Vers un nouveau modèle du monde Tous ces paradoxes indiquent qu’une nouvelle lumière, une nouvelle manière de penser est nécessaire. Des paradoxes dans la science même, ont nécessité de repenser et de développer un nouveau modèle du monde. En 1859, avec sa publication retentissante, Charles Darwin a déclenché une vraie révolution copernicienne dans la compréhension de l’homme, une césure dans la pensée, dont les ondes de choc sont toujours en train de se propager et sont encore loin d’avoir touché tous les domaines de la vie humaine. Darwin a rendu concevable l’idée que la vie ne soit pas un processus « top-down », sous la direction d’un grand architecte ou bureaucrate, mais un processus créatif, « bottom-up », non miraculeux, autonome et plutôt facile à comprendre. Il a démontré que la création s’est étalée sur des millions d’années, un pandémonium d’une croissance sauvage créative et une sélection impitoyable. Il s’agit d’un processus qui a évolué lentement et à petits pas, sans plan préétabli, sous l’influence d’évènements accidentels, comme une pyramide qui est construite sur ses fondations.27 Ce processus invraisemblable et époustouflant a été quelque fois comparé à un filet d’eau qui monterait une montagne ou avec un amalgame de pierres dont, au bout d’un certain temps, une maison naîtrait par auto-organisation. (autopoièse) Nous comprenons maintenant que la matière est en soi ni morte, ni vivante, mais que des organisations complexes de la matière peuvent présenter la caractéristique de la vie quand elles fonctionnent d’une certaine façon et celle de la mort si elles ne le font pas. La vie n’est pas une substance mais une forme d’organisation. Un raisonnement similaire est valable pour la conscience : la conscience peut naître dès qu’il y a un certain degré de complexité. Le nouveau modèle du monde est donc un modèle non-linéaire, systémique et créatif28. Un modèle du monde systémique signifie qu’il n’y a plus de simple causalité linéaire, mais un réseau de relations et de causalités. Tout est à la fois cause et conséquence. Ainsi il n’y a par exemple plus de luttes de classes linéaires entre les ouvriers exploités et les capitalistes qui exploitent car dans le système moderne les gens sont aussi bien ouvriers que capitalistes.
27
Dennett, Daniel.
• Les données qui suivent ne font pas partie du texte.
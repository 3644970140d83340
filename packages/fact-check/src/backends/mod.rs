//! Vendor backends behind [`GenerativeTextBackend`].
//!
//! [`LlmBackend`] is chosen once from [`Settings`] when a check starts;
//! nothing downstream branches on the vendor.

mod gemini;
mod openai;

pub use gemini::GeminiBackend;
pub use openai::OpenAIBackend;

use async_trait::async_trait;
use llm_client::{GeminiClient, OpenAIClient};
use tracing::info;

use crate::error::{FactCheckError, Result};
use crate::traits::backend::{GenerationRequest, GenerativeTextBackend};
use crate::types::{
    config::FactCheckConfig,
    settings::{BackendKind, Settings},
};

/// Shown when neither vendor has a key.
pub const NO_CREDENTIAL_MESSAGE: &str =
    "No API key configured. Please add an API key in the extension options.";

/// The configured generative-text vendor.
#[derive(Clone)]
pub enum LlmBackend {
    Gemini(GeminiBackend),
    OpenAi(OpenAIBackend),
}

impl LlmBackend {
    /// Select a backend from stored credentials.
    ///
    /// The preferred vendor wins only if it has a key; otherwise Gemini, then
    /// OpenAI. No key at all is a configuration error.
    pub fn from_settings(settings: &Settings, config: &FactCheckConfig) -> Result<Self> {
        let (kind, key) = settings
            .resolve_backend()
            .ok_or_else(|| FactCheckError::Config(NO_CREDENTIAL_MESSAGE.to_string()))?;

        let http = reqwest::Client::builder()
            .timeout(config.request_timeout())
            .build()
            .map_err(|e| FactCheckError::Config(format!("failed to build HTTP client: {}", e)))?;

        let backend = match kind {
            BackendKind::Gemini => Self::Gemini(GeminiBackend::new(
                GeminiClient::new(key.expose()).with_http_client(http),
                &config.gemini_model,
            )),
            BackendKind::OpenAi => Self::OpenAi(OpenAIBackend::new(
                OpenAIClient::new(key.expose()).with_http_client(http),
                &config.openai_model,
            )),
        };

        info!(backend = %kind, preferred = %settings.preferred_model, "Selected generative backend");
        Ok(backend)
    }

    pub fn kind(&self) -> BackendKind {
        match self {
            Self::Gemini(_) => BackendKind::Gemini,
            Self::OpenAi(_) => BackendKind::OpenAi,
        }
    }
}

#[async_trait]
impl GenerativeTextBackend for LlmBackend {
    fn name(&self) -> &str {
        match self {
            Self::Gemini(b) => b.name(),
            Self::OpenAi(b) => b.name(),
        }
    }

    async fn generate(&self, request: &GenerationRequest) -> Result<String> {
        match self {
            Self::Gemini(b) => b.generate(request).await,
            Self::OpenAi(b) => b.generate(request).await,
        }
    }
}
//! Credential handling.

pub mod credentials;

pub use credentials::SecretString;
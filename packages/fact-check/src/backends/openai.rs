//! OpenAI backend (secondary vendor).

use async_trait::async_trait;
use llm_client::{ChatRequest, Message, OpenAIClient};
use tracing::debug;

use crate::error::Result;
use crate::traits::backend::{GenerationRequest, GenerativeTextBackend};

const SCHEMA_NAME: &str = "fact_check_report";

/// `GenerativeTextBackend` over OpenAI chat completions.
#[derive(Clone)]
pub struct OpenAIBackend {
    client: OpenAIClient,
    model: String,
}

impl OpenAIBackend {
    pub fn new(client: OpenAIClient, model: impl Into<String>) -> Self {
        Self {
            client,
            model: model.into(),
        }
    }

    pub fn model(&self) -> &str {
        &self.model
    }

    fn chat_request(&self, request: &GenerationRequest) -> ChatRequest {
        let chat = ChatRequest::new(&self.model)
            .message(Message::user(&request.prompt))
            .temperature(request.temperature)
            .max_tokens(request.max_output_tokens);

        match (&request.response_schema, request.json_output) {
            (Some(schema), _) => chat.json_schema(SCHEMA_NAME, schema.clone()),
            (None, true) => chat.json_object(),
            (None, false) => chat,
        }
    }
}

#[async_trait]
impl GenerativeTextBackend for OpenAIBackend {
    fn name(&self) -> &str {
        "openai"
    }

    async fn generate(&self, request: &GenerationRequest) -> Result<String> {
        debug!(model = %self.model, prompt_chars = request.prompt.len(), "OpenAI generate");
        let response = self.client.chat_completion(self.chat_request(request)).await?;
        Ok(response.content)
    }
}
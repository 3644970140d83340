//! Fact-check pipeline.
//!
//! The pipeline orchestrates:
//! - Claim extraction (fused single-call check, or timestamped video claims)
//! - Per-claim verification against the local agent, strictly sequential
//! - Session state for the video pipeline

pub mod checker;
pub mod extract;
pub mod prompts;
pub mod session;
pub mod verify;

pub use checker::FactChecker;
pub use extract::{
    extract_claims, extract_video_claims, parse_claim_report, truncate_input, ClaimReport,
    ReportClaim, ReportSource,
};
pub use prompts::{
    format_fact_check_prompt, format_video_claims_prompt, FACT_CHECK_PROMPT,
    NOT_VERIFIABLE_PREFIX, VIDEO_CLAIMS_PROMPT,
};
pub use session::{CheckSession, SessionEvent, SessionState};
pub use verify::{
    parse_agent_response, parse_sources, status_from_verification, verify_claim, verify_claims,
    Verification, AGENT_FALLBACK,
};
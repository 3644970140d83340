//! Core trait abstractions for the fact-check library.
//!
//! These traits define the seams applications implement or swap out:
//! the generative-text vendor, the local agent service, and storage.

pub mod agent;
pub mod backend;
pub mod store;
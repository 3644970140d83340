//! JSON schemas for OpenAI strict structured output.
//!
//! Strict mode rejects `$ref`, wants `additionalProperties: false` on every
//! object and every property listed in `required` (optional fields stay
//! nullable through their type). [`StructuredOutput::strict_schema`] rewrites
//! a `schemars` schema into that shape.

use schemars::{schema_for, JsonSchema};
use serde::de::DeserializeOwned;
use serde_json::{Map, Value};

/// Types that can be requested as strict structured output.
pub trait StructuredOutput: JsonSchema + DeserializeOwned {
    /// Strict-mode schema for this type.
    fn strict_schema() -> Value {
        let root = serde_json::to_value(schema_for!(Self)).unwrap_or_default();
        let definitions = root
            .get("definitions")
            .and_then(Value::as_object)
            .cloned()
            .unwrap_or_default();

        let mut schema = resolve(root, &definitions);
        if let Value::Object(map) = &mut schema {
            map.remove("definitions");
            map.remove("$schema");
        }
        schema
    }
}

impl<T: JsonSchema + DeserializeOwned> StructuredOutput for T {}

/// Inline references and tighten object schemas in a single pass.
fn resolve(value: Value, definitions: &Map<String, Value>) -> Value {
    match value {
        Value::Object(map) => {
            if let Some(target) = map
                .get("$ref")
                .and_then(Value::as_str)
                .and_then(|r| r.strip_prefix("#/definitions/"))
                .and_then(|name| definitions.get(name))
            {
                return resolve(target.clone(), definitions);
            }

            let mut out: Map<String, Value> = map
                .into_iter()
                .filter(|(k, _)| k != "definitions")
                .map(|(k, v)| (k, resolve(v, definitions)))
                .collect();

            if out.get("type").and_then(Value::as_str) == Some("object") {
                let required: Vec<Value> = out
                    .get("properties")
                    .and_then(Value::as_object)
                    .map(|props| props.keys().cloned().map(Value::String).collect())
                    .unwrap_or_default();
                out.insert("required".into(), Value::Array(required));
                out.insert("additionalProperties".into(), Value::Bool(false));
            }
            Value::Object(out)
        }
        Value::Array(items) => Value::Array(
            items
                .into_iter()
                .map(|item| resolve(item, definitions))
                .collect(),
        ),
        other => other,
    }
}

#[cfg(test)]
mod tests {
    use super::*;
    use serde::Deserialize;

    #[allow(dead_code)]
    #[derive(Deserialize, JsonSchema)]
    struct Citation {
        name: String,
        url: Option<String>,
    }

    #[allow(dead_code)]
    #[derive(Deserialize, JsonSchema)]
    struct Verdict {
        status: String,
        confidence: Option<f64>,
        citations: Vec<Citation>,
    }

    #[test]
    fn test_root_has_no_definitions_or_meta_schema() {
        let schema = Verdict::strict_schema();
        let obj = schema.as_object().unwrap();
        assert!(!obj.contains_key("definitions"));
        assert!(!obj.contains_key("$schema"));
        assert_eq!(obj["additionalProperties"], Value::Bool(false));
    }

    #[test]
    fn test_optional_fields_are_required() {
        let schema = Verdict::strict_schema();
        let required: Vec<&str> = schema["required"]
            .as_array()
            .unwrap()
            .iter()
            .filter_map(Value::as_str)
            .collect();
        assert!(required.contains(&"status"));
        assert!(required.contains(&"confidence"));
        assert!(required.contains(&"citations"));
    }

    #[test]
    fn test_nested_refs_are_inlined() {
        let schema = Verdict::strict_schema();
        let rendered = serde_json::to_string(&schema).unwrap();
        assert!(!rendered.contains("$ref"));

        let item = &schema["properties"]["citations"]["items"];
        assert_eq!(item["type"], "object");
        assert_eq!(item["additionalProperties"], Value::Bool(false));
        let required: Vec<&str> = item["required"]
            .as_array()
            .unwrap()
            .iter()
            .filter_map(Value::as_str)
            .collect();
        assert_eq!(required.len(), 2);
        assert!(required.contains(&"url"));
    }
}
//! Gemini backend (primary vendor).

use async_trait::async_trait;
use llm_client::{GeminiClient, GenerateContentRequest};
use tracing::debug;

use crate::error::Result;
use crate::traits::backend::{GenerationRequest, GenerativeTextBackend};

/// `GenerativeTextBackend` over the Gemini `generateContent` API.
#[derive(Clone)]
pub struct GeminiBackend {
    client: GeminiClient,
    model: String,
}

impl GeminiBackend {
    pub fn new(client: GeminiClient, model: impl Into<String>) -> Self {
        Self {
            client,
            model: model.into(),
        }
    }

    pub fn model(&self) -> &str {
        &self.model
    }
}

#[async_trait]
impl GenerativeTextBackend for GeminiBackend {
    fn name(&self) -> &str {
        "gemini"
    }

    async fn generate(&self, request: &GenerationRequest) -> Result<String> {
        // Gemini has no strict-schema mode on this endpoint; JSON mime type is the closest knob
        let mut body = GenerateContentRequest::from_prompt(&request.prompt)
            .temperature(request.temperature)
            .max_output_tokens(request.max_output_tokens);
        if request.json_output {
            body = body.json_output();
        }

        debug!(model = %self.model, prompt_chars = request.prompt.len(), "Gemini generate");
        Ok(self.client.generate_text(&self.model, &body).await?)
    }
}
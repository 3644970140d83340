//! Storage implementations for history and settings.
//!
//! Available backends:
//! - `MemoryStore` - In-memory storage
//! - `JsonFileStore` - JSON files in a directory

pub mod file;
pub mod memory;

pub use file::JsonFileStore;
pub use memory::MemoryStore;
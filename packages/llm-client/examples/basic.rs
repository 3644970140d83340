//! Basic client usage example

use llm_client::{ChatRequest, GeminiClient, GenerateContentRequest, Message, OpenAIClient};

#[tokio::main]
async fn main() -> Result<(), Box<dyn std::error::Error>> {
    if let Ok(gemini) = GeminiClient::from_env() {
        println!("=== Gemini ===");
        let text = gemini
            .generate_text(
                "gemini-1.5-flash",
                &GenerateContentRequest::from_prompt("What is Rust in one sentence?")
                    .max_output_tokens(100),
            )
            .await?;
        println!("Response: {}", text);

        let models = gemini.list_models().await?;
        println!("Models available: {}", models.len());
    }

    if let Ok(openai) = OpenAIClient::from_env() {
        println!("\n=== OpenAI ===");
        let response = openai
            .chat_completion(
                ChatRequest::new("gpt-4o")
                    .message(Message::system("You are a helpful assistant."))
                    .message(Message::user("What is Rust in one sentence?"))
                    .temperature(0.7)
                    .max_tokens(100),
            )
            .await?;
        println!("Response: {}", response.content);
    }

    Ok(())
}
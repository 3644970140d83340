//! Typed errors for the fact-check library.
//!
//! Only check-aborting conditions live here. Per-claim verification failures
//! and unparseable backend output are converted to data by the pipeline and
//! never surface as `FactCheckError`.

use thiserror::Error;

/// Errors that can abort a fact check.
#[derive(Debug, Error)]
pub enum FactCheckError {
    /// No usable credential or invalid configuration
    #[error("configuration error: {0}")]
    Config(String),

    /// Generative-text backend failed (network, non-2xx, empty candidate)
    #[error("backend error: {0}")]
    Backend(#[from] llm_client::LlmError),

    /// The local agent service could not be reached at all
    #[error("could not connect to the local agent service at {url}; start it and try again")]
    ServiceUnavailable { url: String },

    /// The agent service answered but could not produce a transcript
    #[error("transcript error: {0}")]
    Transcript(String),

    /// The video has no transcript lines
    #[error("no transcript available for video {video_id}")]
    NoTranscript { video_id: String },

    /// The verification agent failed for one claim
    #[error("verification agent error: {0}")]
    Agent(String),

    /// Empty text, unrecognised video reference, etc.
    #[error("invalid input: {reason}")]
    InvalidInput { reason: String },

    /// A session was asked to run twice or skip a state
    #[error("invalid session transition from {from} to {to}")]
    InvalidTransition { from: String, to: String },

    /// Storage operation failed
    #[error("storage error: {0}")]
    Storage(#[source] Box<dyn std::error::Error + Send + Sync>),

    /// JSON (de)serialization of persisted state failed
    #[error("JSON error: {0}")]
    Json(#[from] serde_json::Error),
}

impl FactCheckError {
    pub(crate) fn invalid_input(reason: impl Into<String>) -> Self {
        Self::InvalidInput {
            reason: reason.into(),
        }
    }

    /// Whether the failure is fixed by the user changing configuration
    /// (adding a key, starting the local service) rather than retrying.
    pub fn is_user_actionable(&self) -> bool {
        matches!(
            self,
            FactCheckError::Config(_) | FactCheckError::ServiceUnavailable { .. }
        )
    }
}

impl From<std::io::Error> for FactCheckError {
    fn from(err: std::io::Error) -> Self {
        FactCheckError::Storage(Box::new(err))
    }
}

/// Result type alias for fact-check operations.
pub type Result<T> = std::result::Result<T, FactCheckError>;
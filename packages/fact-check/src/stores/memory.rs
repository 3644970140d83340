//! In-memory storage implementation for testing and development.

use async_trait::async_trait;
use std::collections::VecDeque;
use tokio::sync::RwLock;

use crate::error::Result;
use crate::traits::store::{HistoryStore, SettingsStore};
use crate::types::{
    config::FactCheckConfig,
    history::{HistoryEntry, HISTORY_CAPACITY},
    settings::Settings,
};

/// In-memory history and settings.
///
/// Useful for testing and development. Not suitable for production
/// as data is lost on restart.
pub struct MemoryStore {
    history: RwLock<VecDeque<HistoryEntry>>,
    settings: RwLock<Option<Settings>>,
    capacity: usize,
}

impl Default for MemoryStore {
    fn default() -> Self {
        Self::new()
    }
}

impl MemoryStore {
    /// Create an empty store holding up to 50 history entries.
    pub fn new() -> Self {
        Self::with_capacity(HISTORY_CAPACITY)
    }

    pub fn with_capacity(capacity: usize) -> Self {
        Self {
            history: RwLock::new(VecDeque::with_capacity(capacity)),
            settings: RwLock::new(None),
            capacity,
        }
    }

    /// Capacity from `history_capacity`.
    pub fn from_config(config: &FactCheckConfig) -> Self {
        Self::with_capacity(config.history_capacity)
    }

    /// Seed stored settings.
    pub fn with_settings(mut self, settings: Settings) -> Self {
        *self.settings.get_mut() = Some(settings);
        self
    }

    pub fn capacity(&self) -> usize {
        self.capacity
    }

    /// Number of history entries.
    pub async fn history_len(&self) -> usize {
        self.history.read().await.len()
    }
}

#[async_trait]
impl HistoryStore for MemoryStore {
    async fn append(&self, entry: HistoryEntry) -> Result<()> {
        let mut history = self.history.write().await;
        history.push_front(entry);
        history.truncate(self.capacity);
        Ok(())
    }

    async fn list(&self) -> Result<Vec<HistoryEntry>> {
        Ok(self.history.read().await.iter().cloned().collect())
    }

    async fn clear(&self) -> Result<()> {
        self.history.write().await.clear();
        Ok(())
    }
}

#[async_trait]
impl SettingsStore for MemoryStore {
    async fn load(&self) -> Result<Settings> {
        Ok(self.settings.read().await.clone().unwrap_or_default())
    }

    async fn save(&self, settings: &Settings) -> Result<()> {
        *self.settings.write().await = Some(settings.clone());
        Ok(())
    }
}
//! Generative-text backend abstraction.
//!
//! The pipeline only needs "send a prompt, get text back". Vendor specifics
//! (auth style, envelope shape, structured-output knobs) stay behind this
//! trait so the extractor is identical for every vendor.

use async_trait::async_trait;

use crate::error::Result;

/// One generation call.
#[derive(Debug, Clone, PartialEq)]
pub struct GenerationRequest {
    pub prompt: String,

    pub temperature: f32,

    pub max_output_tokens: u32,

    /// Ask the vendor to constrain output to JSON when it can.
    pub json_output: bool,

    /// Strict JSON schema for vendors that accept one.
    pub response_schema: Option<serde_json::Value>,
}

impl GenerationRequest {
    pub fn new(prompt: impl Into<String>) -> Self {
        Self {
            prompt: prompt.into(),
            temperature: 0.7,
            max_output_tokens: 2048,
            json_output: false,
            response_schema: None,
        }
    }

    pub fn with_temperature(mut self, temperature: f32) -> Self {
        self.temperature = temperature;
        self
    }

    pub fn with_max_output_tokens(mut self, max: u32) -> Self {
        self.max_output_tokens = max;
        self
    }

    pub fn json(mut self) -> Self {
        self.json_output = true;
        self
    }

    pub fn with_schema(mut self, schema: serde_json::Value) -> Self {
        self.json_output = true;
        self.response_schema = Some(schema);
        self
    }
}

/// A vendor that turns a prompt into text.
///
/// Implementations return the candidate text verbatim; parsing it is the
/// extractor's job.
#[async_trait]
pub trait GenerativeTextBackend: Send + Sync {
    /// Short vendor name for logs and results (e.g. "gemini").
    fn name(&self) -> &str;

    async fn generate(&self, request: &GenerationRequest) -> Result<String>;
}
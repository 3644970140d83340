//! Check sessions for the multi-step video pipeline.
//!
//! A session moves `Idle → Extracting → Verifying(i of N) → Done`, or from
//! `Extracting` to `Error`. Verification never errors, so `Error` is not
//! reachable from `Verifying`. A session runs once.

use serde::Serialize;
use std::fmt;
use tokio::sync::mpsc::UnboundedSender;
use tracing::debug;
use uuid::Uuid;

use crate::error::{FactCheckError, Result};
use crate::types::{claim::Claim, result::FactCheckResult};

/// Where a session is in the pipeline.
#[derive(Debug, Clone, PartialEq, Eq, Serialize)]
#[serde(tag = "state", rename_all = "snake_case")]
pub enum SessionState {
    Idle,
    Extracting,
    /// `current` is 1-based
    Verifying { current: usize, total: usize },
    Done,
    Error { message: String },
}

impl SessionState {
    pub fn name(&self) -> &'static str {
        match self {
            Self::Idle => "idle",
            Self::Extracting => "extracting",
            Self::Verifying { .. } => "verifying",
            Self::Done => "done",
            Self::Error { .. } => "error",
        }
    }

    pub fn is_terminal(&self) -> bool {
        matches!(self, Self::Done | Self::Error { .. })
    }

    /// Whether `next` is a legal successor of `self`.
    pub fn can_transition_to(&self, next: &SessionState) -> bool {
        use SessionState::*;
        match (self, next) {
            (Idle, Extracting) => true,
            (Extracting, Verifying { current: 1, total }) => *total > 0,
            (Extracting, Done) | (Extracting, Error { .. }) => true,
            (Verifying { current, total }, Verifying { current: next, total: next_total }) => {
                next_total == total && *next == current + 1 && next <= total
            }
            (Verifying { current, total }, Done) => current == total,
            _ => false,
        }
    }
}

impl fmt::Display for SessionState {
    fn fmt(&self, f: &mut fmt::Formatter<'_>) -> fmt::Result {
        match self {
            Self::Verifying { current, total } => write!(f, "verifying ({} of {})", current, total),
            Self::Error { message } => write!(f, "error: {}", message),
            other => f.write_str(other.name()),
        }
    }
}

/// Progress reported to whoever renders the session.
#[derive(Debug, Clone, PartialEq)]
pub enum SessionEvent {
    StateChanged(SessionState),
    /// User-facing notice such as "Verifying 3 claims…"
    Notice(String),
}

/// One video check: its state, claims so far and final result.
#[derive(Debug)]
pub struct CheckSession {
    id: Uuid,
    state: SessionState,
    claims: Vec<Claim>,
    result: Option<FactCheckResult>,
    progress: Option<UnboundedSender<SessionEvent>>,
}

impl Default for CheckSession {
    fn default() -> Self {
        Self::new()
    }
}

impl CheckSession {
    pub fn new() -> Self {
        Self {
            id: Uuid::new_v4(),
            state: SessionState::Idle,
            claims: Vec::new(),
            result: None,
            progress: None,
        }
    }

    /// Report state changes and notices on `tx`. A closed receiver is
    /// ignored; the session keeps running.
    pub fn with_progress(mut self, tx: UnboundedSender<SessionEvent>) -> Self {
        self.progress = Some(tx);
        self
    }

    pub fn id(&self) -> Uuid {
        self.id
    }

    pub fn state(&self) -> &SessionState {
        &self.state
    }

    /// Extracted claims; verified once the session is `Done`.
    pub fn claims(&self) -> &[Claim] {
        &self.claims
    }

    /// Final result once the session is `Done`.
    pub fn result(&self) -> Option<&FactCheckResult> {
        self.result.as_ref()
    }

    pub fn is_finished(&self) -> bool {
        self.state.is_terminal()
    }

    pub(crate) fn set_claims(&mut self, claims: Vec<Claim>) {
        self.claims = claims;
    }

    pub(crate) fn transition(&mut self, next: SessionState) -> Result<()> {
        if !self.state.can_transition_to(&next) {
            return Err(FactCheckError::InvalidTransition {
                from: self.state.to_string(),
                to: next.to_string(),
            });
        }

        debug!(session_id = %self.id, from = %self.state, to = %next, "Session transition");
        self.state = next.clone();
        self.emit(SessionEvent::StateChanged(next));
        Ok(())
    }

    pub(crate) fn notice(&self, message: impl Into<String>) {
        self.emit(SessionEvent::Notice(message.into()));
    }

    /// Move to `Error`, recording `err` as the message.
    pub(crate) fn fail(&mut self, err: &FactCheckError) -> Result<()> {
        self.transition(SessionState::Error {
            message: err.to_string(),
        })
    }

    pub(crate) fn finish(&mut self, result: FactCheckResult) -> Result<()> {
        self.transition(SessionState::Done)?;
        self.claims = result.claims.clone();
        self.result = Some(result);
        Ok(())
    }

    fn emit(&self, event: SessionEvent) {
        if let Some(tx) = &self.progress {
            let _ = tx.send(event);
        }
    }
}
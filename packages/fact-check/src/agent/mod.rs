//! Local agent service client.

mod http;

pub use http::AgentClient;
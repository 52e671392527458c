//! Key-value storage port backing todo persistence.

use async_trait::async_trait;
use std::sync::Arc;
use thiserror::Error;

/// Result type for key-value storage operations.
pub type StorageResult<T> = Result<T, StorageError>;

/// Durable string-to-string storage, one value per key.
///
/// Writes overwrite the whole value; there are no partial updates.
#[async_trait]
pub trait KeyValueStore: Send + Sync {
    /// Reads the value stored under `key`.
    ///
    /// Returns `None` when nothing has been stored yet.
    ///
    /// # Errors
    ///
    /// Returns [`StorageError`] when the medium cannot be read.
    async fn get(&self, key: &str) -> StorageResult<Option<String>>;

    /// Replaces the value stored under `key`.
    ///
    /// # Errors
    ///
    /// Returns [`StorageError::QuotaExceeded`] when the medium is full, or
    /// another [`StorageError`] when the write cannot be completed.
    async fn set(&self, key: &str, value: &str) -> StorageResult<()>;

    /// Removes the value stored under `key`; missing keys are ignored.
    ///
    /// # Errors
    ///
    /// Returns [`StorageError`] when the medium cannot be written.
    async fn remove(&self, key: &str) -> StorageResult<()>;
}

/// Errors returned by key-value store implementations.
#[derive(Debug, Clone, Error)]
pub enum StorageError {
    /// The storage medium cannot be accessed.
    #[error("storage unavailable: {0}")]
    Unavailable(String),

    /// Writing the value would exceed the storage quota.
    #[error("storage quota exceeded while writing '{key}'")]
    QuotaExceeded {
        /// Key being written.
        key: String,
    },

    /// The key cannot be represented by this store.
    #[error("invalid storage key '{0}'")]
    InvalidKey(String),

    /// Underlying I/O failure.
    #[error("storage I/O error: {0}")]
    Io(Arc<std::io::Error>),
}

impl StorageError {
    /// Wraps an I/O error.
    #[must_use]
    pub fn io(err: std::io::Error) -> Self {
        Self::Io(Arc::new(err))
    }
}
Darwin’s Dangerous Idea. Allen Lane, The Penguin Press. 1995
28
On pourrait aussi l’appeler une vision holistique-créative du monde, mais parce que le terme « holistique » peut
probablement évoquer des connotations moins souhaitables avec le mouvement New-Age, nous préférons le terme de vision du monde systémique-créative ou intégrale-créative.